Indeks dolar AS, yang melacak greenback terhadap sekeranjang enam rival utama, naik menjadi 97,06, naik 0,08%.

Semalam, dolar menguat terhadap sekeranjang mata uang utama pada hari Selasa, setelah data menunjukkan bahwa perumahan AS mulai naik ke hampir delapan tahun pada Juli, sementara pound didorong oleh ekspektasi kenaikan suku bunga.

Departemen Perdagangan melaporkan bahwa perumahan mulai naik 0,2% ke laju tahunan 1,21 juta unit, tingkat tertinggi sejak Oktober 2007.

Ini adalah bulan keempat lurus bahwa perumahan mulai tetap di atas tingkat satu juta unit. Izin bangunan jatuh 16,3% pada bulan Juli, tapi itu setelah tiga bulan berturut-turut dari kenaikan kuat.

Data menggembirakan datang karena investor melihat ke depan untuk menit Rabu dari pertemuan Juli Federal Reserve, yang diharapkan akan memberikan lebih banyak kejelasan tentang rencana untuk menaikkan suku bunga jangka pendek untuk pertama kalinya sejak tahun 2006.
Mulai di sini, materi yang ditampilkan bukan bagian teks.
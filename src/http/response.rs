//! HTTP response building module
//!
//! Provides builders for the response shapes the handlers need, decoupled
//! from specific business logic.

use http_body_util::Full;
use hyper::body::Bytes;
use hyper::{Response, StatusCode};
use serde::Serialize;

/// Build a plain text response with the given status
pub fn build_text_response(status: StatusCode, body: String) -> Response<Full<Bytes>> {
    Response::builder()
        .status(status)
        .header("Content-Type", "text/plain; charset=utf-8")
        .body(Full::new(Bytes::from(body)))
        .unwrap_or_else(|e| {
            log_build_error(status.as_str(), &e);
            Response::new(Full::new(Bytes::new()))
        })
}

/// Build a JSON response by serializing `body` with the given status
///
/// Serialization failure degrades to a 500 with a fixed error body.
pub fn build_json_response<T: Serialize>(status: StatusCode, body: &T) -> Response<Full<Bytes>> {
    let json = match serde_json::to_string(body) {
        Ok(j) => j,
        Err(e) => {
            crate::logger::log_error(&format!("Failed to serialize response: {e}"));
            return Response::builder()
                .status(StatusCode::INTERNAL_SERVER_ERROR)
                .header("Content-Type", "application/json")
                .body(Full::new(Bytes::from(
                    r#"{"error":"Internal server error"}"#,
                )))
                .unwrap_or_else(|_| Response::new(Full::new(Bytes::from("Error"))));
        }
    };

    Response::builder()
        .status(status)
        .header("Content-Type", "application/json")
        .body(Full::new(Bytes::from(json)))
        .unwrap_or_else(|e| {
            log_build_error(status.as_str(), &e);
            Response::new(Full::new(Bytes::new()))
        })
}

/// Build 400 Bad Request response with the literal body "BadRequest"
pub fn build_400_response() -> Response<Full<Bytes>> {
    Response::builder()
        .status(400)
        .header("Content-Type", "text/plain; charset=utf-8")
        .body(Full::new(Bytes::from("BadRequest")))
        .unwrap_or_else(|e| {
            log_build_error("400", &e);
            Response::new(Full::new(Bytes::from("BadRequest")))
        })
}

/// Build 404 Not Found response
pub fn build_404_response() -> Response<Full<Bytes>> {
    Response::builder()
        .status(404)
        .header("Content-Type", "text/plain")
        .body(Full::new(Bytes::from("404 Not Found")))
        .unwrap_or_else(|e| {
            log_build_error("404", &e);
            Response::new(Full::new(Bytes::from("404 Not Found")))
        })
}

/// Build 405 Method Not Allowed response
pub fn build_405_response(allow: &str) -> Response<Full<Bytes>> {
    Response::builder()
        .status(405)
        .header("Content-Type", "text/plain")
        .header("Allow", allow)
        .body(Full::new(Bytes::from("405 Method Not Allowed")))
        .unwrap_or_else(|e| {
            log_build_error("405", &e);
            Response::new(Full::new(Bytes::from("405 Method Not Allowed")))
        })
}

/// Build 413 Payload Too Large response
pub fn build_413_response() -> Response<Full<Bytes>> {
    Response::builder()
        .status(413)
        .header("Content-Type", "text/plain")
        .body(Full::new(Bytes::from("413 Payload Too Large")))
        .unwrap_or_else(|e| {
            log_build_error("413", &e);
            Response::new(Full::new(Bytes::from("413 Payload Too Large")))
        })
}

/// Log response build error
fn log_build_error(status: &str, error: &hyper::http::Error) {
    crate::logger::log_error(&format!("Failed to build {status} response: {error}"));
}
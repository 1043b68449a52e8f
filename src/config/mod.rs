// Configuration module entry point
// Manages application configuration and runtime state

mod state;
mod types;

use std::net::SocketAddr;

// Re-export public types
pub use state::AppState;
pub use types::{Config, HttpConfig, LoggingConfig, PerformanceConfig, ServerConfig};

impl Config {
    /// Load configuration from the default "config.toml" path
    pub fn load() -> Result<Self, config::ConfigError> {
        Self::load_from("config")
    }

    /// Load configuration from specified file path (without extension)
    ///
    /// The file is optional; environment variables with the `SERVER` prefix
    /// override file values, and built-in defaults fill the rest.
    pub fn load_from(config_path: &str) -> Result<Self, config::ConfigError> {
        let settings = config::Config::builder()
            .add_source(config::File::with_name(config_path).required(false))
            .add_source(config::Environment::with_prefix("SERVER"))
            .set_default("server.host", "0.0.0.0")?
            .set_default("server.port", 8080)?
            .set_default("logging.level", "info")?
            .set_default("logging.access_log", true)?
            .set_default("performance.keep_alive_timeout", 75)?
            .set_default("performance.read_timeout", 30)?
            .set_default("performance.write_timeout", 30)?
            .set_default("http.server_name", "Tokio-Hyper/1.0")?
            .set_default("http.max_body_size", 1_048_576)? // 1MB
            .build()?;

        settings.try_deserialize()
    }

    pub fn get_socket_addr(&self) -> Result<SocketAddr, String> {
        format!("{}:{}", self.server.host, self.server.port)
            .parse()
            .map_err(|e| format!("Invalid address: {e}"))
    }
}
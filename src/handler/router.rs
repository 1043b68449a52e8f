//! Request routing dispatch module
//!
//! Entry point for HTTP request processing, responsible for body-size
//! limits, route matching, dispatching, and access logging.

use http_body_util::{BodyExt, Full};
use hyper::body::{Body, Bytes};
use hyper::{Method, Request, Response, Version};
use std::convert::Infallible;
use std::net::SocketAddr;
use std::sync::atomic::Ordering;
use std::sync::Arc;
use std::time::Instant;

use super::endpoints;
use crate::config::AppState;
use crate::http;
use crate::logger;

/// Main entry point for HTTP request handling
///
/// Generic over the body type so tests can drive it with `Full<Bytes>`
/// while the server feeds it `hyper::body::Incoming`.
pub async fn handle_request<B>(
    req: Request<B>,
    peer_addr: SocketAddr,
    state: Arc<AppState>,
) -> Result<Response<Full<Bytes>>, Infallible>
where
    B: Body<Data = Bytes>,
    B::Error: std::fmt::Display,
{
    let started = Instant::now();
    let method = req.method().clone();
    let path = req.uri().path().to_string();
    let query = req.uri().query().map(ToString::to_string);
    let http_version = version_str(req.version());

    let mut response = match check_body_size(&req, state.config.http.max_body_size) {
        Some(resp) => resp,
        None => dispatch(req, &method, &path, query.as_deref(), &state).await,
    };

    // Every response carries the configured server name
    if let Ok(server_name) = state.config.http.server_name.parse() {
        response.headers_mut().insert("Server", server_name);
    }

    if state.cached_access_log.load(Ordering::Relaxed) {
        let mut entry = logger::AccessLogEntry::new(
            peer_addr.ip().to_string(),
            method.to_string(),
            path,
        );
        entry.query = query;
        entry.http_version = http_version.to_string();
        entry.status = response.status().as_u16();
        entry.body_bytes = usize::try_from(
            response.body().size_hint().exact().unwrap_or(0),
        )
        .unwrap_or(usize::MAX);
        entry.request_time_us =
            u64::try_from(started.elapsed().as_micros()).unwrap_or(u64::MAX);
        logger::log_access(&entry, &state.config.logging.access_log_format);
    }

    Ok(response)
}

/// Dispatch to the endpoint matching method and path
async fn dispatch<B>(
    req: Request<B>,
    method: &Method,
    path: &str,
    query: Option<&str>,
    state: &Arc<AppState>,
) -> Response<Full<Bytes>>
where
    B: Body<Data = Bytes>,
    B::Error: std::fmt::Display,
{
    match (method, path) {
        (&Method::GET, "/hello") => endpoints::hello_world(),
        (&Method::GET, "/json") => endpoints::json_sample(),
        (&Method::GET, "/ping") => endpoints::ping(),
        (&Method::GET, "/incremental") => endpoints::incremental(state),
        (&Method::POST, "/post") => endpoints::echo_json(&collect_body(req).await),
        (&Method::POST, "/add") => endpoints::add(&collect_body(req).await),
        (&Method::POST, "/fizzbuzz") => {
            endpoints::fizzbuzz(query.and_then(|q| query_param(q, "count")))
        }
        (&Method::POST, p) => match p.strip_prefix("/hello/") {
            Some(name) if !name.is_empty() => endpoints::hello_name(name),
            // Empty name segment: `unmatched` would answer 405 with
            // "Allow: POST" to a request that already used POST, so this
            // is a plain 404
            Some(_) => http::build_404_response(),
            None => unmatched(method, p),
        },
        _ => unmatched(method, path),
    }
}

/// 405 for a known path hit with the wrong method, otherwise 404
fn unmatched(method: &Method, path: &str) -> Response<Full<Bytes>> {
    let allow = match path {
        "/hello" | "/json" | "/ping" | "/incremental" => Some("GET"),
        "/post" | "/add" | "/fizzbuzz" => Some("POST"),
        p if p.starts_with("/hello/") => Some("POST"),
        _ => None,
    };

    match allow {
        Some(allow) => {
            logger::log_warning(&format!("Method not allowed: {method} {path}"));
            http::build_405_response(allow)
        }
        None => http::build_404_response(),
    }
}

/// Collect the request body; a read failure degrades to an empty body,
/// which the JSON endpoints then reject as a parse error
async fn collect_body<B>(req: Request<B>) -> Bytes
where
    B: Body<Data = Bytes>,
    B::Error: std::fmt::Display,
{
    match req.into_body().collect().await {
        Ok(collected) => collected.to_bytes(),
        Err(e) => {
            logger::log_warning(&format!("Failed to read request body: {e}"));
            Bytes::new()
        }
    }
}

/// Validate Content-Length header and return 413 if exceeded
fn check_body_size<B>(req: &Request<B>, max_body_size: u64) -> Option<Response<Full<Bytes>>> {
    let content_length = req.headers().get("content-length")?;
    content_length.to_str().map_or_else(
        |_| {
            logger::log_warning("Content-Length header contains non-ASCII characters");
            None
        },
        |size_str| match size_str.parse::<u64>() {
            Ok(size) if size > max_body_size => {
                logger::log_error(&format!(
                    "Request body too large: {size} bytes (max: {max_body_size})"
                ));
                Some(http::build_413_response())
            }
            Err(_) => {
                logger::log_warning(&format!(
                    "Invalid Content-Length value: '{size_str}', skipping size check"
                ));
                None
            }
            _ => None,
        },
    )
}

/// Extract a query parameter value by key (no percent-decoding)
fn query_param<'a>(query: &'a str, key: &str) -> Option<&'a str> {
    query.split('&').find_map(|pair| {
        let (k, v) = pair.split_once('=')?;
        (k == key).then_some(v)
    })
}

fn version_str(version: Version) -> &'static str {
    match version {
        Version::HTTP_10 => "1.0",
        Version::HTTP_2 => "2",
        _ => "1.1",
    }
}

#[cfg(test)]
mod tests {
    use super::*;
    use crate::config::Config;

    fn test_state() -> Arc<AppState> {
        let cfg = Config::load_from("nonexistent-config").expect("defaults should load");
        Arc::new(AppState::new(&cfg))
    }

    fn peer() -> SocketAddr {
        "127.0.0.1:9999".parse().expect("valid address")
    }

    fn request(method: Method, uri: &str, body: &str) -> Request<Full<Bytes>> {
        Request::builder()
            .method(method)
            .uri(uri)
            .body(Full::new(Bytes::from(body.to_string())))
            .expect("valid request")
    }

    async fn body_string(resp: Response<Full<Bytes>>) -> String {
        let bytes = resp
            .into_body()
            .collect()
            .await
            .expect("body collects")
            .to_bytes();
        String::from_utf8(bytes.to_vec()).expect("body is utf-8")
    }

    #[tokio::test]
    async fn test_route_get_hello() {
        let resp = handle_request(request(Method::GET, "/hello", ""), peer(), test_state())
            .await
            .expect("infallible");
        assert_eq!(resp.status(), 200);
        assert_eq!(body_string(resp).await, "Hello,world.\n");
    }

    #[tokio::test]
    async fn test_route_hello_name_path_segment() {
        let resp = handle_request(
            request(Method::POST, "/hello/Alice", ""),
            peer(),
            test_state(),
        )
        .await
        .expect("infallible");
        assert_eq!(body_string(resp).await, "Hello, Alice.\n");
    }

    #[tokio::test]
    async fn test_route_add_via_body() {
        let resp = handle_request(
            request(Method::POST, "/add", r#"{"left":2,"right":3}"#),
            peer(),
            test_state(),
        )
        .await
        .expect("infallible");
        assert_eq!(resp.status(), 200);
        assert_eq!(body_string(resp).await, r#"{"answer":5}"#);
    }

    #[tokio::test]
    async fn test_route_fizzbuzz_query() {
        let resp = handle_request(
            request(Method::POST, "/fizzbuzz?count=3", ""),
            peer(),
            test_state(),
        )
        .await
        .expect("infallible");
        assert_eq!(resp.status(), 200);
        assert_eq!(body_string(resp).await, "1\n2\nFizz\n");
    }

    #[tokio::test]
    async fn test_route_fizzbuzz_missing_count_is_400() {
        let resp = handle_request(
            request(Method::POST, "/fizzbuzz", ""),
            peer(),
            test_state(),
        )
        .await
        .expect("infallible");
        assert_eq!(resp.status(), 400);
        assert_eq!(body_string(resp).await, "BadRequest");
    }

    #[tokio::test]
    async fn test_route_incremental_sequence() {
        let state = test_state();
        for expected in 1..=3 {
            let resp = handle_request(
                request(Method::GET, "/incremental", ""),
                peer(),
                Arc::clone(&state),
            )
            .await
            .expect("infallible");
            assert_eq!(body_string(resp).await, expected.to_string());
        }
    }

    #[tokio::test]
    async fn test_server_header_on_every_response() {
        let state = test_state();
        let server_name = state.config.http.server_name.clone();

        for (method, uri) in [
            (Method::GET, "/ping"),
            (Method::POST, "/fizzbuzz?count=0"),
            (Method::GET, "/nope"),
        ] {
            let resp = handle_request(request(method, uri, ""), peer(), Arc::clone(&state))
                .await
                .expect("infallible");
            assert_eq!(
                resp.headers()["Server"],
                server_name.as_str(),
                "missing Server header on {uri}"
            );
        }
    }

    #[tokio::test]
    async fn test_unknown_path_is_404() {
        let resp = handle_request(request(Method::GET, "/nope", ""), peer(), test_state())
            .await
            .expect("infallible");
        assert_eq!(resp.status(), 404);
    }

    #[tokio::test]
    async fn test_wrong_method_is_405() {
        let resp = handle_request(request(Method::POST, "/ping", ""), peer(), test_state())
            .await
            .expect("infallible");
        assert_eq!(resp.status(), 405);
        assert_eq!(resp.headers()["Allow"], "GET");

        let resp = handle_request(request(Method::GET, "/fizzbuzz?count=3", ""), peer(), test_state())
            .await
            .expect("infallible");
        assert_eq!(resp.status(), 405);
        assert_eq!(resp.headers()["Allow"], "POST");
    }

    #[tokio::test]
    async fn test_oversized_content_length_is_413() {
        let state = test_state();
        let req = Request::builder()
            .method(Method::POST)
            .uri("/post")
            .header("content-length", "999999999")
            .body(Full::new(Bytes::new()))
            .expect("valid request");
        let resp = handle_request(req, peer(), state).await.expect("infallible");
        assert_eq!(resp.status(), 413);
    }

    #[test]
    fn test_query_param() {
        assert_eq!(query_param("count=15", "count"), Some("15"));
        assert_eq!(query_param("a=1&count=12abc&b=2", "count"), Some("12abc"));
        assert_eq!(query_param("count", "count"), None);
        assert_eq!(query_param("other=1", "count"), None);
    }
}
/*!
 * Error types for the subcue application.
 *
 * This module contains custom error types for different parts of the application,
 * using the thiserror crate for ergonomic error definitions.
 */

use thiserror::Error;

/// Errors that can occur while turning timestamped words into cues
#[derive(Error, Debug, Clone, PartialEq)]
pub enum SegmentError {
    /// A segmentation parameter is out of range
    #[error("Invalid parameter '{name}': {reason}")]
    InvalidParameter {
        /// Parameter name as it appears in the configuration
        name: &'static str,
        /// Why the value was rejected
        reason: String,
    },

    /// A transcript word is missing a required field or carries an unusable value
    #[error("Malformed word {word} in segment {segment}: {reason}")]
    MalformedWord {
        /// Zero-based position of the segment in the transcript
        segment: usize,
        /// Zero-based position of the word inside its segment
        word: usize,
        /// What is wrong with the word
        reason: String,
    },
}

/// Errors that can occur when running the external transcriber
#[derive(Error, Debug)]
pub enum TranscriberError {
    /// The transcriber process could not be started
    #[error("Failed to launch transcriber '{command}': {message}")]
    LaunchFailed {
        /// Command that was executed
        command: String,
        /// Underlying error message
        message: String,
    },

    /// The transcriber ran but reported a failure
    #[error("Transcriber exited with failure: {0}")]
    ProcessFailed(String),

    /// The transcriber did not finish in time
    #[error("Transcriber timed out after {0} seconds")]
    Timeout(u64),

    /// The transcriber finished but its output is missing or unreadable
    #[error("Transcriber output unavailable: {0}")]
    OutputMissing(String),
}
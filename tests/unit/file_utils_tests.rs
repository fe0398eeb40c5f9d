/*!
 * Tests for file utility functions
 */

use std::path::Path;
use anyhow::Result;
use subcue::file_utils::{FileManager, FileType};
use crate::common;

/// Test that file_exists returns true for existing files
#[test]
fn test_file_exists_withExistingFile_shouldReturnTrue() -> Result<()> {
    let temp_dir = common::create_temp_dir()?;
    let test_file = common::create_test_file(temp_dir.path(), "exists.tmp", "test content")?;

    assert!(FileManager::file_exists(&test_file));
    assert!(!FileManager::file_exists(temp_dir.path()));
    Ok(())
}

/// Test that generate_output_path derives the name from the input
#[test]
fn test_generate_output_path_withoutOverride_shouldUseInputStem() {
    let output_path = FileManager::generate_output_path(
        Path::new("/tmp/input/lecture.mp4"),
        Path::new("/tmp/output"),
        None,
    );
    assert_eq!(output_path, Path::new("/tmp/output/lecture.srt"));
}

#[test]
fn test_generate_output_path_withOverride_shouldUseGivenName() {
    let output_path = FileManager::generate_output_path(
        Path::new("/tmp/input/lecture.mp4"),
        Path::new("/tmp/output"),
        Some("custom.srt"),
    );
    assert_eq!(output_path, Path::new("/tmp/output/custom.srt"));

    let blank = FileManager::generate_output_path(Path::new("a.json"), Path::new("out"), Some("  "));
    assert_eq!(blank, Path::new("out/a.srt"));
}

#[test]
fn test_detect_file_type_withKnownExtensions_shouldClassify() -> Result<()> {
    let temp_dir = common::create_temp_dir()?;
    let dir = temp_dir.path();

    let transcript = common::create_test_file(dir, "talk.JSON", "{}")?;
    let subtitle = common::create_test_file(dir, "talk.srt", "")?;
    let media = common::create_test_file(dir, "talk.mp3", "")?;
    let other = common::create_test_file(dir, "notes.txt", "")?;

    assert_eq!(FileManager::detect_file_type(&transcript)?, FileType::Transcript);
    assert_eq!(FileManager::detect_file_type(&subtitle)?, FileType::Subtitle);
    assert_eq!(FileManager::detect_file_type(&media)?, FileType::Media);
    assert_eq!(FileManager::detect_file_type(&other)?, FileType::Unknown);
    assert!(FileManager::detect_file_type(dir.join("missing.json")).is_err());
    Ok(())
}

#[test]
fn test_find_files_withNestedDirectory_shouldReturnWantedTypes() -> Result<()> {
    let temp_dir = common::create_temp_dir()?;
    let nested = temp_dir.path().join("nested");
    FileManager::ensure_dir(&nested)?;

    common::create_test_file(temp_dir.path(), "a.json", "{}")?;
    common::create_test_file(&nested, "b.wav", "")?;
    common::create_test_file(&nested, "c.srt", "")?;

    let found = FileManager::find_files(temp_dir.path(), &[FileType::Transcript, FileType::Media])?;
    assert_eq!(found.len(), 2);
    assert!(found.iter().all(|p| p.extension().unwrap() != "srt"));
    Ok(())
}

#[test]
fn test_write_to_file_withMissingParent_shouldCreateIt() -> Result<()> {
    let temp_dir = common::create_temp_dir()?;
    let path = temp_dir.path().join("deep").join("dir").join("out.txt");

    FileManager::write_to_file(&path, "content")?;
    assert_eq!(FileManager::read_to_string(&path)?, "content");
    Ok(())
}
use anyhow::{Result, anyhow};
use isolang::Language;

// Language utilities for the transcriber language tag.
// Whisper-style transcribers take ISO 639-1 codes; three-letter codes are
// accepted too and normalized here.

/// ISO 639-2/B codes that differ from their 639-2/T counterpart
const PART2B_TO_PART2T: &[(&str, &str)] = &[
    ("fre", "fra"),
    ("ger", "deu"),
    ("dut", "nld"),
    ("gre", "ell"),
    ("chi", "zho"),
    ("cze", "ces"),
    ("ice", "isl"),
    ("alb", "sqi"),
    ("arm", "hye"),
    ("baq", "eus"),
    ("bur", "mya"),
    ("per", "fas"),
    ("geo", "kat"),
    ("may", "msa"),
    ("mac", "mkd"),
    ("rum", "ron"),
    ("slo", "slk"),
    ("wel", "cym"),
];

fn lookup(code: &str) -> Option<Language> {
    let normalized = code.trim().to_lowercase();
    match normalized.len() {
        2 => Language::from_639_1(&normalized),
        3 => {
            let part2t = PART2B_TO_PART2T
                .iter()
                .find(|(b, _)| *b == normalized)
                .map(|(_, t)| *t)
                .unwrap_or(normalized.as_str());
            Language::from_639_3(part2t)
        }
        _ => None,
    }
}

/// Validate if a language code is a valid ISO 639-1 or ISO 639-2 code
pub fn validate_language_code(code: &str) -> Result<()> {
    lookup(code)
        .map(|_| ())
        .ok_or_else(|| anyhow!("Invalid language code: {}", code))
}

/// Normalize a language code to ISO 639-1 (2-letter) format if possible
/// Falls back to ISO 639-2/T if no ISO 639-1 code exists
pub fn normalize_to_part1_or_part2t(code: &str) -> Result<String> {
    let lang = lookup(code).ok_or_else(|| anyhow!("Cannot normalize invalid language code: {}", code))?;
    Ok(lang
        .to_639_1()
        .map(|c| c.to_string())
        .unwrap_or_else(|| lang.to_639_3().to_string()))
}

/// Get the English language name from a code
pub fn get_language_name(code: &str) -> Result<String> {
    let lang = lookup(code).ok_or_else(|| anyhow!("Failed to get language from code: {}", code))?;
    Ok(lang.to_name().to_string())
}
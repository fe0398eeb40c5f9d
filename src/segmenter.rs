/*!
 * Cue segmentation: groups a flat stream of timestamped words into subtitle cues.
 *
 * The scan is a fold over the words. A pending buffer collects words until one
 * of three triggers closes it:
 * - the buffer reaches `max_words_per_cue` words,
 * - a word ends a sentence (`.`, `!` or `?`),
 * - the silence before the next word exceeds `pause_threshold`.
 *
 * Pause and sentence-end closures seen on an incoming word end the cue at the
 * previous word's end, so a long silence stays uncovered between two cues.
 */

use log::{debug, warn};
use once_cell::sync::Lazy;
use regex::Regex;
use serde::{Deserialize, Serialize};

use crate::errors::SegmentError;
use crate::subtitle_processor::SubtitleEntry;
use crate::transcript::{Transcript, Word};

static WHITESPACE_REGEX: Lazy<Regex> = Lazy::new(|| Regex::new(r"\s+").unwrap());

/// Parameters for one segmentation run
#[derive(Debug, Clone, PartialEq, Serialize, Deserialize)]
pub struct SegmentationParams {
    /// Maximum number of words in one cue
    #[serde(default = "default_max_words_per_cue")]
    pub max_words_per_cue: usize,

    /// Silence in seconds between two words that forces a new cue
    #[serde(default = "default_pause_threshold")]
    pub pause_threshold: f64,

    /// Emit cues whose text normalizes to an empty string.
    /// When false such cues are dropped and do not consume a sequence number.
    #[serde(default = "default_keep_empty_cues")]
    pub keep_empty_cues: bool,
}

fn default_max_words_per_cue() -> usize {
    3
}

fn default_pause_threshold() -> f64 {
    1.0
}

fn default_keep_empty_cues() -> bool {
    true
}

impl Default for SegmentationParams {
    fn default() -> Self {
        Self {
            max_words_per_cue: default_max_words_per_cue(),
            pause_threshold: default_pause_threshold(),
            keep_empty_cues: default_keep_empty_cues(),
        }
    }
}

impl SegmentationParams {
    pub fn new(max_words_per_cue: usize, pause_threshold: f64) -> Self {
        Self {
            max_words_per_cue,
            pause_threshold,
            ..Self::default()
        }
    }

    /// Reject out-of-range parameters before any word is processed
    pub fn validate(&self) -> Result<(), SegmentError> {
        if self.max_words_per_cue == 0 {
            return Err(SegmentError::InvalidParameter {
                name: "max_words_per_cue",
                reason: "must be at least 1".to_string(),
            });
        }

        if !self.pause_threshold.is_finite() || self.pause_threshold < 0.0 {
            return Err(SegmentError::InvalidParameter {
                name: "pause_threshold",
                reason: format!("must be a finite number >= 0, got {}", self.pause_threshold),
            });
        }

        Ok(())
    }
}

/// True when the word closes a sentence
pub fn is_sentence_end(text: &str) -> bool {
    text.trim().ends_with(['.', '!', '?'])
}

/// Collapse whitespace runs to a single space and trim both ends
pub fn normalize_text(text: &str) -> String {
    WHITESPACE_REGEX.replace_all(text.trim(), " ").into_owned()
}

/// Fold state carried from one word to the next
#[derive(Debug, Default)]
pub struct SegmentationState {
    pending_words: Vec<Word>,
    pending_start: Option<f64>,
    prev_word_end: f64,
    cues: Vec<SubtitleEntry>,
}

impl SegmentationState {
    /// Advance the scan by one word
    pub fn step(mut self, word: &Word, params: &SegmentationParams) -> Self {
        if word.start < self.prev_word_end {
            warn!(
                "Word '{}' starts at {:.3}s before the previous word ends at {:.3}s",
                word.text.trim(), word.start, self.prev_word_end
            );
        }

        if self.pending_words.is_empty() {
            self.pending_start = Some(word.start);
        }

        let long_pause = word.start - self.prev_word_end > params.pause_threshold;
        let sentence_closed = self
            .pending_words
            .last()
            .is_some_and(|last| is_sentence_end(&last.text));

        if (long_pause || sentence_closed) && !self.pending_words.is_empty() {
            let end = self.prev_word_end;
            self.flush(end, params);
            self.pending_start = Some(word.start);
        }

        self.pending_words.push(word.clone());

        if self.pending_words.len() == params.max_words_per_cue || is_sentence_end(&word.text) {
            self.flush(word.end, params);
        }

        self.prev_word_end = word.end;
        self
    }

    /// Flush whatever is still buffered and return the cues
    pub fn finish(mut self, params: &SegmentationParams) -> Vec<SubtitleEntry> {
        if let Some(end) = self.pending_words.last().map(|w| w.end) {
            self.flush(end, params);
        }
        self.cues
    }

    /// Number of cues emitted so far
    pub fn cue_count(&self) -> usize {
        self.cues.len()
    }

    fn flush(&mut self, end: f64, params: &SegmentationParams) {
        let joined = self
            .pending_words
            .iter()
            .map(|w| w.text.as_str())
            .collect::<Vec<_>>()
            .join(" ");
        let text = normalize_text(&joined);
        // pending_start is always set while words are buffered
        let start = self.pending_start.take().unwrap_or(end);
        self.pending_words.clear();

        if text.is_empty() && !params.keep_empty_cues {
            debug!("Dropping empty cue spanning {:.3}s - {:.3}s", start, end);
            return;
        }

        if end < start {
            warn!("Cue '{}' ends at {:.3}s before it starts at {:.3}s", text, end, start);
        }

        let seq_num = self.cues.len() + 1;
        self.cues.push(SubtitleEntry::new(seq_num, start, end, text));
    }
}

/// Stateless entry point for cue segmentation
#[derive(Debug, Clone, Default)]
pub struct CueSegmenter {
    params: SegmentationParams,
}

impl CueSegmenter {
    /// Create a segmenter after validating its parameters
    pub fn new(params: SegmentationParams) -> Result<Self, SegmentError> {
        params.validate()?;
        Ok(Self { params })
    }

    pub fn params(&self) -> &SegmentationParams {
        &self.params
    }

    /// Segment a flat word stream into numbered cues
    pub fn segment<'a, I>(&self, words: I) -> Vec<SubtitleEntry>
    where
        I: IntoIterator<Item = &'a Word>,
    {
        let params = &self.params;
        let cues = words
            .into_iter()
            .fold(SegmentationState::default(), |state, word| state.step(word, params))
            .finish(params);

        debug!("Segmented words into {} cues", cues.len());
        cues
    }

    /// Segment every word of a transcript, ignoring its segment boundaries
    pub fn segment_transcript(&self, transcript: &Transcript) -> Vec<SubtitleEntry> {
        self.segment(transcript.words())
    }
}

/// Validate the parameters and segment `words` in one call
pub fn segment(words: &[Word], params: &SegmentationParams) -> Result<Vec<SubtitleEntry>, SegmentError> {
    Ok(CueSegmenter::new(params.clone())?.segment(words))
}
Rilis Federal Reserve dari menit dari pertemuan Juli pada Rabu sore akan erat diurai untuk menentukan waktu kursi Fed Janet Yellen menyatakan sebelumnya bahwa FOMC bisa mengangkat suku bunga di beberapa titik di 2015 jika ekonomi dan pasar tenaga kerja terus menunjukkan peningkatan. Tetapi Fed telah membisu apakah lift-off akan terjadi pada bulan September.

Jam sebelum menit Fed yang diumumkan pada Rabu sore, Biro Departemen Tenaga Kerja Statistik Tenaga Kerja AS akan mengeluarkan nya Indeks Harga Konsumen (IHK) laporan untuk bulan Juli. Pekan lalu, Fed wakil ketua Stanley Fischer menyatakan keprihatinan dengan kurangnya inflasi di ekonomi AS karena lebih lambat dari pertumbuhan yang diharapkan. The Fed ingin melihat jangka panjang inflasi bergerak menuju tujuan yang ditargetkan dari 2% sebelum mulai menaikkan suku bunga.

Untuk laporan Juli, perkiraan konsensus mengharapkan CPI untuk mencentang naik 0,2% setelah kenaikan bulanan yang solid dari 0,3% dan 0,4% masing-masing pada bulan Juni dan Mei. Selama laporan bulanan terakhirnya, CPI pindah terus naik meskipun penurunan bulanan rekor dalam pelayanan rumah sakit sebesar 1,1%. Judul CPI juga menerima dorongan pada bulan Juni dari kenaikan harga energi, yang meningkat sebesar 1,7% pada bulan tersebut.

Harga energi, namun, sejak akhir Juni telah jatuh sekitar 25% di tengah rekor kelebihan pasokan di pasar global. Penurunan besar dalam harga minyak mentah telah menyebabkan ekonom untuk marah harapan mereka untuk keuntungan lebih lanjut dalam inflasi. BNP Paribas (PARIS: PARIS: PARIS: BNPP), misalnya, telah menurunkan proyeksi inflasi Januari 2016 menjadi sekitar 1,75% dari atas 2% pada pertengahan Juni.